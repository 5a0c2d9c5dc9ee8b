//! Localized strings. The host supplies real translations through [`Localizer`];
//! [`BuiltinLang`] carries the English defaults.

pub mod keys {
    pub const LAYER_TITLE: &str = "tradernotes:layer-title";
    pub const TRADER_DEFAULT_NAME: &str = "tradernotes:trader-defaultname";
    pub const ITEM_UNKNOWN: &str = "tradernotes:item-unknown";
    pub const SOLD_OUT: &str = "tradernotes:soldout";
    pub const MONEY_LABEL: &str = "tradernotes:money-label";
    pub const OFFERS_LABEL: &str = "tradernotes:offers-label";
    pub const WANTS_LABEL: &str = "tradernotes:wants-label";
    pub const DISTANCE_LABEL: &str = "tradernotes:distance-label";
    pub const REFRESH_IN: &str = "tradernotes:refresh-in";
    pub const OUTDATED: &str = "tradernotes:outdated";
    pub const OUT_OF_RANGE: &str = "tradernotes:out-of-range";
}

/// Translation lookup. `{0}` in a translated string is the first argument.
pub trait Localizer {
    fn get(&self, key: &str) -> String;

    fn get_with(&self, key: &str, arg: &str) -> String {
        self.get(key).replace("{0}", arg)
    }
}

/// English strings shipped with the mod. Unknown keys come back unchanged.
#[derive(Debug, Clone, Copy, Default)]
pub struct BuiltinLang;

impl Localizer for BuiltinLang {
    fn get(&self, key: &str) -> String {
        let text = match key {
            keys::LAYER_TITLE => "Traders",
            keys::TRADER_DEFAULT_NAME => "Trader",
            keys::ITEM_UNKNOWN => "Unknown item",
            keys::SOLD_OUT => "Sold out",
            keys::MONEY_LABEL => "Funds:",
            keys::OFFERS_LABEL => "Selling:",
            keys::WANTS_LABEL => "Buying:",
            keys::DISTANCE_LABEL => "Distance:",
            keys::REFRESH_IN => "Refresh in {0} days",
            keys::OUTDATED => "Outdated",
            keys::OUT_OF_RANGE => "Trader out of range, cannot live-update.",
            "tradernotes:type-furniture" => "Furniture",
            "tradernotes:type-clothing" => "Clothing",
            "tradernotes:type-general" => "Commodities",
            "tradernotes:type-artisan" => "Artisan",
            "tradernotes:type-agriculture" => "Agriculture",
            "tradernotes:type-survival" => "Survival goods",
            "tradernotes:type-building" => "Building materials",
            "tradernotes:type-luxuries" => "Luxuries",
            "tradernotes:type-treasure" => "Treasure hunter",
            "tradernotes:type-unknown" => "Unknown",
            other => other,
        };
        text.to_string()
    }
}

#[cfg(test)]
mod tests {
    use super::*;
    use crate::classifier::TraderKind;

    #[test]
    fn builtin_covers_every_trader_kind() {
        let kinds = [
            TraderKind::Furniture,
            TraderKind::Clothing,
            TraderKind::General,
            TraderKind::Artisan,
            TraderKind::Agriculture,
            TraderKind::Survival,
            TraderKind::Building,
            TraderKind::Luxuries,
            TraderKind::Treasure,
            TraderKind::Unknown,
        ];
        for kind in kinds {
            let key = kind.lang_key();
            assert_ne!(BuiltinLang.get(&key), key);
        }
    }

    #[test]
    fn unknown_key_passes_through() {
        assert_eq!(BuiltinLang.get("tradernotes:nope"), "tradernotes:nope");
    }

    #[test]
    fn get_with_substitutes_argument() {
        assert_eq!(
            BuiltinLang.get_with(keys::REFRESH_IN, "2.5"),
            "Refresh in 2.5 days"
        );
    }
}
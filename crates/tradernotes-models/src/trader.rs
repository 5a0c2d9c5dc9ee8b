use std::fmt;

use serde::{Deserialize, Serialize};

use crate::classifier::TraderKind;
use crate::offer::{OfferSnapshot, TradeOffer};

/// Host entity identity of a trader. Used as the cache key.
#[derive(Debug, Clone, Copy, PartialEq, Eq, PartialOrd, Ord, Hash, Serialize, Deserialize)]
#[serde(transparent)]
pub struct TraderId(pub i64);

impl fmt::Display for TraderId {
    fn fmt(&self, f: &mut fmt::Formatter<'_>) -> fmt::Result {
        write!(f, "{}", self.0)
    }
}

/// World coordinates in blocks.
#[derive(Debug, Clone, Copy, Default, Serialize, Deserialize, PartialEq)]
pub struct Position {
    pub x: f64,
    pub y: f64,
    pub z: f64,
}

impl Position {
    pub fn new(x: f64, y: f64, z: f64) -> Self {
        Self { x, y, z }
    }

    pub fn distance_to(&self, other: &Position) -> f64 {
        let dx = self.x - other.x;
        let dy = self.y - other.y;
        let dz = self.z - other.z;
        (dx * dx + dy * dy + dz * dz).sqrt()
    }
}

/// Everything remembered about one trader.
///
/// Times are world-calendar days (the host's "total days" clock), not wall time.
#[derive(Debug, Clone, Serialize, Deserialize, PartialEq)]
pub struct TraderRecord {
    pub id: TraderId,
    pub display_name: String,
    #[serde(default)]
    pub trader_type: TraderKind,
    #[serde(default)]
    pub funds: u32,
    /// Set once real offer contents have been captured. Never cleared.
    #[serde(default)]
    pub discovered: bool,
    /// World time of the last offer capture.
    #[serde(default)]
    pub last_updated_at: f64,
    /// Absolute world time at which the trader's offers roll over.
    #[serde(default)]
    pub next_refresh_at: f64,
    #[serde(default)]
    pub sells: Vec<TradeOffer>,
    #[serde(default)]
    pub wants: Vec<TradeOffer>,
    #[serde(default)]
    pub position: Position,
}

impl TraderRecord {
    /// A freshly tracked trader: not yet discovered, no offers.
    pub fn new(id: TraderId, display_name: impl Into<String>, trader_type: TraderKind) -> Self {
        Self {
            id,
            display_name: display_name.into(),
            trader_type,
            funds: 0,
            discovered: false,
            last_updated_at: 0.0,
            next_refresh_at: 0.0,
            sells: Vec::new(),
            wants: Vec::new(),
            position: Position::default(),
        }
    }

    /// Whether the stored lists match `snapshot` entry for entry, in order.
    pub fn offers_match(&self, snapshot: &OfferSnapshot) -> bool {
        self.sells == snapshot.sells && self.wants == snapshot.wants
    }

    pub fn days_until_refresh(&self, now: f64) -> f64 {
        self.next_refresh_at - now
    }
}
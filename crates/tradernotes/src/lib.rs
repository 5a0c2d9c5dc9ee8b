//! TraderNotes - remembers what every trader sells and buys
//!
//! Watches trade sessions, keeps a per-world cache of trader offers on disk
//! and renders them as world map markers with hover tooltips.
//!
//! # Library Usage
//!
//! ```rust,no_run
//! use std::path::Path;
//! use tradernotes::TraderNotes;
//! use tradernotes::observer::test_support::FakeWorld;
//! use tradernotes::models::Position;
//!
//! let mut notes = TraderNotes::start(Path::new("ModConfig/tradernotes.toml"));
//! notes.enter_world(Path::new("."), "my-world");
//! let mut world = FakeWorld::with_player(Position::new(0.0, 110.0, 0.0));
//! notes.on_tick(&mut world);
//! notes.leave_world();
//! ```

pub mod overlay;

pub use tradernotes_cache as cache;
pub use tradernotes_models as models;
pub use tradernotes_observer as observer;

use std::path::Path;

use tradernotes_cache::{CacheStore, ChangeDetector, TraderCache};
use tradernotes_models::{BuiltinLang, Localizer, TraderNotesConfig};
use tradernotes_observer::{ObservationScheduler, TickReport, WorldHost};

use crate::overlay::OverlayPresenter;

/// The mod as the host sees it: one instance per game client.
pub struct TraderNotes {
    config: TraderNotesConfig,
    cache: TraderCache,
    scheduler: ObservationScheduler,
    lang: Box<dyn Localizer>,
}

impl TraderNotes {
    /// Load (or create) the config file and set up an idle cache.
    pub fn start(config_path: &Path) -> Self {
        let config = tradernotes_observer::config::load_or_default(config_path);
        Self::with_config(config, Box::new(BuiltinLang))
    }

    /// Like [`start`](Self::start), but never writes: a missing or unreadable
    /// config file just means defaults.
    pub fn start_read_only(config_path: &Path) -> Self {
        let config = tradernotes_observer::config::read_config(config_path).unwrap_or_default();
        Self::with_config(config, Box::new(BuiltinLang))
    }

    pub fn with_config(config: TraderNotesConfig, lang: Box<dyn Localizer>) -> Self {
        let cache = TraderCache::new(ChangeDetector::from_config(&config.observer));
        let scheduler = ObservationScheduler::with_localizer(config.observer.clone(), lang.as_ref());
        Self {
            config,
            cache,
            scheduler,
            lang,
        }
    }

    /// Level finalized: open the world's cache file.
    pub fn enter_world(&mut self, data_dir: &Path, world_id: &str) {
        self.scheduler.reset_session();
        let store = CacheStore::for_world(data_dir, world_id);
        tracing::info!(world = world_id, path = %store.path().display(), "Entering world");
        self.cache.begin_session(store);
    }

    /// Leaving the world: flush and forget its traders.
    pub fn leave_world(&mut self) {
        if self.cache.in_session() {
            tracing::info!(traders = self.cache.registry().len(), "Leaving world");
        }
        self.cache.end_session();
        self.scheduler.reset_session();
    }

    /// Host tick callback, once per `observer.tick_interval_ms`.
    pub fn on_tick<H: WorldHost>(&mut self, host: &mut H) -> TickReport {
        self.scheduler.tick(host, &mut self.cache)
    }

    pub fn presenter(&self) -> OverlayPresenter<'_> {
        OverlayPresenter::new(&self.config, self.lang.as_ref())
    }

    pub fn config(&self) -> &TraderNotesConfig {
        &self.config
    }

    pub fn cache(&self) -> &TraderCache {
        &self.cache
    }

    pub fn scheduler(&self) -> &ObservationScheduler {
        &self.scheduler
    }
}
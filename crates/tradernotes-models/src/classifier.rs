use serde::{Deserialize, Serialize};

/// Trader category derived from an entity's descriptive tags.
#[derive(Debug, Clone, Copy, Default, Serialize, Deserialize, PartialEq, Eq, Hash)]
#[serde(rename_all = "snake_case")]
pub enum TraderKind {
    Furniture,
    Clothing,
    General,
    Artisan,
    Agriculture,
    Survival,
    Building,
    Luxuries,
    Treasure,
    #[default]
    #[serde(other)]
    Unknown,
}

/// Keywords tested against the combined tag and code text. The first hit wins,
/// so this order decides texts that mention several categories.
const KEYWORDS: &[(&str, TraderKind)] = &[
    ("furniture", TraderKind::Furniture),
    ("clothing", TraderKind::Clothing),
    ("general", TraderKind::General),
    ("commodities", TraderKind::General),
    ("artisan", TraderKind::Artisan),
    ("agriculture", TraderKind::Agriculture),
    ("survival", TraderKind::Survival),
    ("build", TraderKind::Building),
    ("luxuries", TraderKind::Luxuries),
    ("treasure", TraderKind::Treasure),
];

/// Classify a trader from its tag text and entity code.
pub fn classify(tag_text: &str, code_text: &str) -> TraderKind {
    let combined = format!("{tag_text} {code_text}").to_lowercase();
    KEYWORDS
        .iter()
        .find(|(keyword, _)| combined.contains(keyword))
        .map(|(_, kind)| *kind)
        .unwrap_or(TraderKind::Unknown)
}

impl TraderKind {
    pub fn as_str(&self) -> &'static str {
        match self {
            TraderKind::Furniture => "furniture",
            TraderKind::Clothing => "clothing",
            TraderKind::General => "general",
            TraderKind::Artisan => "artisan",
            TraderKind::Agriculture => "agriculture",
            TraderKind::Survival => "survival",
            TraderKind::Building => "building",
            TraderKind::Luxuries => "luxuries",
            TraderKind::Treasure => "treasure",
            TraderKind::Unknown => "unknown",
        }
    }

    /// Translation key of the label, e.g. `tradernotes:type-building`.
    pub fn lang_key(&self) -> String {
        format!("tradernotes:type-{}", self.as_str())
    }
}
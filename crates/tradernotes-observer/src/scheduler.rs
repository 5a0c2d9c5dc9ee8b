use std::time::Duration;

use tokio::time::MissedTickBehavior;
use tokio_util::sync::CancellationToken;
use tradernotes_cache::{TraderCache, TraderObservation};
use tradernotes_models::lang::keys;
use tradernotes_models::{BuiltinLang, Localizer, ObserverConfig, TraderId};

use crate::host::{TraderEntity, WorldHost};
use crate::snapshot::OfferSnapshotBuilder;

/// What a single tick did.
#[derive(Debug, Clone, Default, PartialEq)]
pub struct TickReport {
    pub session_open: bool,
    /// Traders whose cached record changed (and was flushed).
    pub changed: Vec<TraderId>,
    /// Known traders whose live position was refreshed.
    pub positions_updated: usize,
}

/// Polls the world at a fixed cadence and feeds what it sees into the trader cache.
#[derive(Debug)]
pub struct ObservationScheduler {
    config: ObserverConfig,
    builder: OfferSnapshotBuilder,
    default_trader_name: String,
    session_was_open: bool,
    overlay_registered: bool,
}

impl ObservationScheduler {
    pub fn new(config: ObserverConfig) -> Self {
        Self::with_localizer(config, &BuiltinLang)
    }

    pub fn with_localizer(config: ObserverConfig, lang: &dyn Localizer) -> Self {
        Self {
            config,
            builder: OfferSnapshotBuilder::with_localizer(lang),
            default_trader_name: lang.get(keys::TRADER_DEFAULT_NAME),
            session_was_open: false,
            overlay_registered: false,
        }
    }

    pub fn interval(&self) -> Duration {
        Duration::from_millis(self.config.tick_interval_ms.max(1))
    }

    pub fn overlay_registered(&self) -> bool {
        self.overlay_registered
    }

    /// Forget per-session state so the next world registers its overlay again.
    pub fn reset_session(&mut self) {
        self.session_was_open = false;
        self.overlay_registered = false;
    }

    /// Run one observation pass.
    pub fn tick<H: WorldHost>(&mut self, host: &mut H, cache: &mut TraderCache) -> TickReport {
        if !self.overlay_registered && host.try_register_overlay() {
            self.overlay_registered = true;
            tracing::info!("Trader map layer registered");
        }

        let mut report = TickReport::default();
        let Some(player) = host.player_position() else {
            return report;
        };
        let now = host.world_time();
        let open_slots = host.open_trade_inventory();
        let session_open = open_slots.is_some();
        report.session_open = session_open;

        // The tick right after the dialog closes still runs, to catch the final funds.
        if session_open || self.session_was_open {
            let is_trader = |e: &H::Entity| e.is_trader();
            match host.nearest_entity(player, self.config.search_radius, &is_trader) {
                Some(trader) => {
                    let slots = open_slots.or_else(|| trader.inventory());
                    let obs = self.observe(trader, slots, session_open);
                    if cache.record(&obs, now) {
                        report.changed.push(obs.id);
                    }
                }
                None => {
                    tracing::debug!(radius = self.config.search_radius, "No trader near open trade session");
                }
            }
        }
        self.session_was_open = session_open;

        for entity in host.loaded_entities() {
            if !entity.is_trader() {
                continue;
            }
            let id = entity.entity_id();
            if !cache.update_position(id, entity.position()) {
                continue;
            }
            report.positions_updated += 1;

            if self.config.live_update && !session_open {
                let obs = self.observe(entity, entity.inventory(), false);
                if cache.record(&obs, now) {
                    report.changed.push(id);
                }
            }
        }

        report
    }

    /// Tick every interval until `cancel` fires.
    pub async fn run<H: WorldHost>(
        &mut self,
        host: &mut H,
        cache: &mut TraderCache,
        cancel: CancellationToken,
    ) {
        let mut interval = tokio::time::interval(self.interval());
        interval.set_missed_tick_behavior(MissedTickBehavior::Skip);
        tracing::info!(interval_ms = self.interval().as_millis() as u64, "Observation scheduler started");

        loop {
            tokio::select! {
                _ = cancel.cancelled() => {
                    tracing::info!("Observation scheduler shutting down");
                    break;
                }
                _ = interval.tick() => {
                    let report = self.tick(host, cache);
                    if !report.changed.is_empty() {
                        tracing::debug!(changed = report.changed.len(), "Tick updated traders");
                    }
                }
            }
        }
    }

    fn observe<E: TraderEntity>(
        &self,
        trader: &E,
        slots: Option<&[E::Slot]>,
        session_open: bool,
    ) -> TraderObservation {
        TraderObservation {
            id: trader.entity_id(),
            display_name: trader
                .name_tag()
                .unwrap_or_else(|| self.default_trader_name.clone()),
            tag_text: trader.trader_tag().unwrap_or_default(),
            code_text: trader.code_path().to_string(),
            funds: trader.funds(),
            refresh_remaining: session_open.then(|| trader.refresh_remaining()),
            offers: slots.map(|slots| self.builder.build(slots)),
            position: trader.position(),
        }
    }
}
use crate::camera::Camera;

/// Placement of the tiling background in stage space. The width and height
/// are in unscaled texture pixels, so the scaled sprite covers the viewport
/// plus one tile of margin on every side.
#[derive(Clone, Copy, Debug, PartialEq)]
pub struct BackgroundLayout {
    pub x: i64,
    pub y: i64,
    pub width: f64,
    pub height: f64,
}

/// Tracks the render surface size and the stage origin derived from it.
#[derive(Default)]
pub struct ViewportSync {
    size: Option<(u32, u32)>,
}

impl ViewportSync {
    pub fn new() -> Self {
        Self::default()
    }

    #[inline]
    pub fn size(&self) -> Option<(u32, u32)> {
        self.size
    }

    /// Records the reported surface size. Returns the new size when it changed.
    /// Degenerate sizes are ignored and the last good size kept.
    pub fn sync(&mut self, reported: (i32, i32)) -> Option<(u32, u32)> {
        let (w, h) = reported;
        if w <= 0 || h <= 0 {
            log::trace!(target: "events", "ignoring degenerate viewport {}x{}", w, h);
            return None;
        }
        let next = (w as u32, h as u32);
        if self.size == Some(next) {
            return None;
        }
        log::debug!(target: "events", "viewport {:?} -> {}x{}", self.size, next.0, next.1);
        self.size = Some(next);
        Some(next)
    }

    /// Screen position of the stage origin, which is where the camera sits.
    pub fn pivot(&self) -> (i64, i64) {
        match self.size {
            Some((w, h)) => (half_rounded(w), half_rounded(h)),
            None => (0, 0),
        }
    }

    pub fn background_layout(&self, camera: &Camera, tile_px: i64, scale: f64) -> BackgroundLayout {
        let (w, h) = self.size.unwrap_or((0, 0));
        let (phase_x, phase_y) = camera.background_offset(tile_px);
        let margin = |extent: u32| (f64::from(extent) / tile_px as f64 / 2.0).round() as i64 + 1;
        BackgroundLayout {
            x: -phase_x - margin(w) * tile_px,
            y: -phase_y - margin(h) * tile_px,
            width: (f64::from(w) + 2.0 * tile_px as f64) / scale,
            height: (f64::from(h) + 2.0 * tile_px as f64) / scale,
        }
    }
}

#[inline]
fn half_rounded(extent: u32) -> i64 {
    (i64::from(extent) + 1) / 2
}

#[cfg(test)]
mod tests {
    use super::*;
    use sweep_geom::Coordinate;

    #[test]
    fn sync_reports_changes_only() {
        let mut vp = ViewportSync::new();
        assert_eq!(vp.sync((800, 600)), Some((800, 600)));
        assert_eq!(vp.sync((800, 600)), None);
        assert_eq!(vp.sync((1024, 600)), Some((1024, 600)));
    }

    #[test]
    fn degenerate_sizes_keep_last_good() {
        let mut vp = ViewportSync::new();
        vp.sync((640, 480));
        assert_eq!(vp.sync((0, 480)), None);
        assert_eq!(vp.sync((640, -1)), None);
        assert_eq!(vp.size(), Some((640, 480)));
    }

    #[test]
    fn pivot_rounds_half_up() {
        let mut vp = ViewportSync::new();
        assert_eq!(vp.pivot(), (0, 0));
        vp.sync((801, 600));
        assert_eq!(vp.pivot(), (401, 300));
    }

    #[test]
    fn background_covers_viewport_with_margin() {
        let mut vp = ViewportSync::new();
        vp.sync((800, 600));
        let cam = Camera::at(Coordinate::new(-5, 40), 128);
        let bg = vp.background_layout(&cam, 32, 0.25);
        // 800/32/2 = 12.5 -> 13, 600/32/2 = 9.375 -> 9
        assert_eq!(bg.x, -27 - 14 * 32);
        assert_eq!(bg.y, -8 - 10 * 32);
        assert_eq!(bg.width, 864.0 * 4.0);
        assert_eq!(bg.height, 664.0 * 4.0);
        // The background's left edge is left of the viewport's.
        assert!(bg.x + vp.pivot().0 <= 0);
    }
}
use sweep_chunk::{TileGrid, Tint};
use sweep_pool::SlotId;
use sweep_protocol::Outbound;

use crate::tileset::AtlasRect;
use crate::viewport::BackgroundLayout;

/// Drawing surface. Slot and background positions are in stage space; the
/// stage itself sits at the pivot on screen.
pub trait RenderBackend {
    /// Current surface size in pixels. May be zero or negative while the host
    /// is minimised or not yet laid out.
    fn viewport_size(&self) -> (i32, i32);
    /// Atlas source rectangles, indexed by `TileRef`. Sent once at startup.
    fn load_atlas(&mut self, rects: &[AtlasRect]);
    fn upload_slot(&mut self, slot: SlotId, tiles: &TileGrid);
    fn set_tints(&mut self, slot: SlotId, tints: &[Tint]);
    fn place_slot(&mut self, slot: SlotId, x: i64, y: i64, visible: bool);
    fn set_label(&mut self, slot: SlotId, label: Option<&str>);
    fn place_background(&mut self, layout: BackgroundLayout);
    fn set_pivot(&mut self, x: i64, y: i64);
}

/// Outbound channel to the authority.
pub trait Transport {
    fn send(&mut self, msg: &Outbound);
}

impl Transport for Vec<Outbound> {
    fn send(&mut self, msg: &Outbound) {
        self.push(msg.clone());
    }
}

——

• [What you should do] Lines with the word "origin" in them are the answer; report each one from the data.

• [Task answer]
/// Tracks the render surface size and the stage origin derived from it.
    /// Screen position of the stage origin, which is where the camera sits.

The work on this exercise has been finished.